Say cheese! Meet your new personalized cheesecake recipe:
Sage & Brown Butter Cookies & Cream Cheesecake with Fudge Brownie Topping
Ingredients:
Crust:
1 1/2 cups crushed Sage & Brown Butter cookies
6 tbsp unsalted butter, melted
Filling:
24 ounces Norman's Kosher Cholov Yisroel Cream Cheese, room temperature
1 cup granulated sugar
2 tsp vanilla extract
4 large eggs, room temperature
1/2 cup crushed Sage & Brown Butter cookies
Brownie Topping:
1/2 cup unsalted butter, cut into pieces
1 cup granulated sugar
3/4 cup unsweetened cocoa powder
1/4 tsp salt
2 large eggs
1/2 cup all-purpose flour
1/2 cup chopped walnuts (optional)
Instructions:
Preheat the oven to 325°F.
Crust:
In a medium bowl, mix together crushed cookies and melted butter. Press mixture onto the bottom of a 9-inch springform pan. Bake 10-12 minutes or until set. Allow to cool while making the filling.
Filling:
In a large bowl, beat cream cheese with an electric mixer until smooth and creamy. Gradually add sugar and beat until fully combined.
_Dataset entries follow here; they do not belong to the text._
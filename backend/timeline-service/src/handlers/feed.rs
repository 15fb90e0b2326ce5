use actix_web::{web, HttpResponse};
use serde::Deserialize;

use super::{parse_viewer, PageQuery};
use crate::error::Result;
use crate::models::{ApiResponse, PageRequest};
use crate::services::feed::SEARCH_DEFAULT_LIMIT;
use crate::services::{FeedMode, FeedService};
use crate::AppState;

#[derive(Debug, Deserialize)]
#[serde(rename_all = "camelCase")]
pub struct SearchQuery {
    pub q: Option<String>,
    pub user_id: Option<String>,
    pub limit: Option<String>,
}

async fn feed_page(state: &AppState, mode: FeedMode, query: &PageQuery) -> Result<HttpResponse> {
    let viewer_id = parse_viewer(query.user_id.as_deref())?;
    let page = PageRequest::from_query(
        query.page.as_deref(),
        query.limit.as_deref(),
        mode.default_limit(),
        state.feed.max_page_size,
    );

    let (items, pagination) = FeedService::new(state.store.clone())
        .get_feed(mode, viewer_id, page)
        .await?;

    Ok(HttpResponse::Ok().json(ApiResponse::paginated(items, pagination)))
}

/// GET /posts/feed
pub async fn home_feed(
    state: web::Data<AppState>,
    query: web::Query<PageQuery>,
) -> Result<HttpResponse> {
    feed_page(&state, FeedMode::Home, &query).await
}

/// GET /posts/explore
pub async fn explore_feed(
    state: web::Data<AppState>,
    query: web::Query<PageQuery>,
) -> Result<HttpResponse> {
    feed_page(&state, FeedMode::Explore, &query).await
}

/// GET /posts/saved
pub async fn saved_feed(
    state: web::Data<AppState>,
    query: web::Query<PageQuery>,
) -> Result<HttpResponse> {
    feed_page(&state, FeedMode::Saved, &query).await
}

/// GET /posts/search
pub async fn search_posts(
    state: web::Data<AppState>,
    query: web::Query<SearchQuery>,
) -> Result<HttpResponse> {
    let viewer_id = parse_viewer(query.user_id.as_deref())?;
    let limit = PageRequest::from_query(
        None,
        query.limit.as_deref(),
        SEARCH_DEFAULT_LIMIT,
        state.feed.max_page_size,
    )
    .limit;

    let items = FeedService::new(state.store.clone())
        .search(query.q.as_deref().unwrap_or_default(), viewer_id, limit)
        .await?;

    Ok(HttpResponse::Ok().json(ApiResponse::ok(items)))
}
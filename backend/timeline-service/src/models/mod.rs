//! Data models for timeline-service
//!
//! - Row types (`User`, `Post`, `Follow`, `Like`, `SavedPost`, `Comment`,
//!   `Notification`) mirror the relational schema in `migrations/`.
//! - `responses` holds the typed contracts returned by every endpoint.
//! - `pagination` turns `page`/`limit` query parameters into offsets and
//!   builds the `pagination` block of the envelope.

use chrono::{DateTime, Utc};
use serde::{Deserialize, Serialize};
use sqlx::FromRow;
use std::fmt;
use uuid::Uuid;

pub mod pagination;
pub mod responses;

pub use pagination::{PageRequest, Pagination};
pub use responses::{
    ApiResponse, CommentSummary, FollowState, LikeState, NotificationList, NotificationSummary,
    PostSummary, SaveState, UserProfile, UserSummary,
};

#[derive(Debug, Clone, Serialize, Deserialize, FromRow)]
pub struct User {
    pub id: Uuid,
    pub username: String,
    pub email: String,
    pub full_name: Option<String>,
    pub avatar_url: Option<String>,
    pub bio: Option<String>,
    pub is_private: bool,
    pub is_verified: bool,
    pub created_at: DateTime<Utc>,
}

#[derive(Debug, Clone, Serialize, Deserialize, FromRow)]
pub struct Post {
    pub id: Uuid,
    pub user_id: Uuid,
    pub image_url: String,
    pub caption: Option<String>,
    pub location: Option<String>,
    pub created_at: DateTime<Utc>,
    pub updated_at: DateTime<Utc>,
}

/// Directed follow edge; `follower_id != following_id` is enforced by the schema.
#[derive(Debug, Clone, Serialize, Deserialize, FromRow)]
pub struct Follow {
    pub id: Uuid,
    pub follower_id: Uuid,
    pub following_id: Uuid,
    pub created_at: DateTime<Utc>,
}

#[derive(Debug, Clone, Serialize, Deserialize, FromRow)]
pub struct Like {
    pub id: Uuid,
    pub user_id: Uuid,
    pub post_id: Uuid,
    pub created_at: DateTime<Utc>,
}

#[derive(Debug, Clone, Serialize, Deserialize, FromRow)]
pub struct SavedPost {
    pub id: Uuid,
    pub user_id: Uuid,
    pub post_id: Uuid,
    pub created_at: DateTime<Utc>,
}

#[derive(Debug, Clone, Serialize, Deserialize, FromRow)]
pub struct Comment {
    pub id: Uuid,
    pub post_id: Uuid,
    pub user_id: Uuid,
    pub content: String,
    pub parent_id: Option<Uuid>,
    pub created_at: DateTime<Utc>,
}

#[derive(Debug, Clone, Copy, PartialEq, Eq, Hash, Serialize, Deserialize)]
#[serde(rename_all = "lowercase")]
pub enum NotificationKind {
    Like,
    Comment,
    Follow,
}

impl NotificationKind {
    pub fn as_str(&self) -> &'static str {
        match self {
            NotificationKind::Like => "like",
            NotificationKind::Comment => "comment",
            NotificationKind::Follow => "follow",
        }
    }
}

impl fmt::Display for NotificationKind {
    fn fmt(&self, f: &mut fmt::Formatter<'_>) -> fmt::Result {
        f.write_str(self.as_str())
    }
}

#[derive(Debug, thiserror::Error)]
#[error("unknown notification kind: {0}")]
pub struct UnknownNotificationKind(pub String);

impl TryFrom<String> for NotificationKind {
    type Error = UnknownNotificationKind;

    fn try_from(value: String) -> Result<Self, Self::Error> {
        match value.as_str() {
            "like" => Ok(NotificationKind::Like),
            "comment" => Ok(NotificationKind::Comment),
            "follow" => Ok(NotificationKind::Follow),
            _ => Err(UnknownNotificationKind(value)),
        }
    }
}

#[derive(Debug, Clone, Serialize, Deserialize, FromRow)]
pub struct Notification {
    pub id: Uuid,
    pub recipient_id: Uuid,
    pub actor_id: Uuid,
    #[sqlx(try_from = "String")]
    pub kind: NotificationKind,
    pub post_id: Option<Uuid>,
    pub message: Option<String>,
    pub is_read: bool,
    pub created_at: DateTime<Utc>,
}

/// Insert payload for a comment
#[derive(Debug, Clone)]
pub struct NewComment {
    pub post_id: Uuid,
    pub user_id: Uuid,
    pub content: String,
    pub parent_id: Option<Uuid>,
}

/// Insert payload for a notification
#[derive(Debug, Clone)]
pub struct NewNotification {
    pub recipient_id: Uuid,
    pub actor_id: Uuid,
    pub kind: NotificationKind,
    pub post_id: Option<Uuid>,
    pub message: Option<String>,
}

/// Owner edits to a post. `None` leaves the column untouched.
#[derive(Debug, Clone, Default)]
pub struct PostChanges {
    pub caption: Option<String>,
    pub location: Option<String>,
}

impl PostChanges {
    pub fn is_empty(&self) -> bool {
        self.caption.is_none() && self.location.is_none()
    }
}

#[cfg(test)]
mod tests {
    use super::*;

    #[test]
    fn test_notification_kind_round_trip_through_text() {
        for kind in [
            NotificationKind::Like,
            NotificationKind::Comment,
            NotificationKind::Follow,
        ] {
            let parsed = NotificationKind::try_from(kind.as_str().to_string()).unwrap();
            assert_eq!(parsed, kind);
        }
        assert!(NotificationKind::try_from("mention".to_string()).is_err());
    }

    #[test]
    fn test_notification_kind_serializes_lowercase() {
        let json = serde_json::to_string(&NotificationKind::Follow).unwrap();
        assert_eq!(json, "\"follow\"");
    }
}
Mix in vanilla extract until fully combined.
Beat in eggs one at a time on low speed, until each egg is fully incorporated.
Fold in crushed cookies by hand.
Pour the mixture over the cooled crust, spreading it evenly.
Bake in preheated oven for 50-60 minutes or until the center is almost set. Remove from oven and cool to room temperature before refrigerating. Chill cake in the refrigerator for at least 4 hours, or overnight if possible.
Brownie Topping:
Preheat oven to 350°F.
Melt butter in a large saucepan on low heat. Add sugar, cocoa powder, and salt. Stir until fully combined.
Remove from heat and let cool for 5-10 minutes.
Add eggs one at a time and stir until fully incorporated.
Add flour and stir until fully combined. Fold in chopped walnuts (optional).
Pour brownie batter over chilled cheesecake and bake for 20-25 minutes. Remove from oven and let cool completely.
Chill in the refrigerator for at least 1 hour before serving.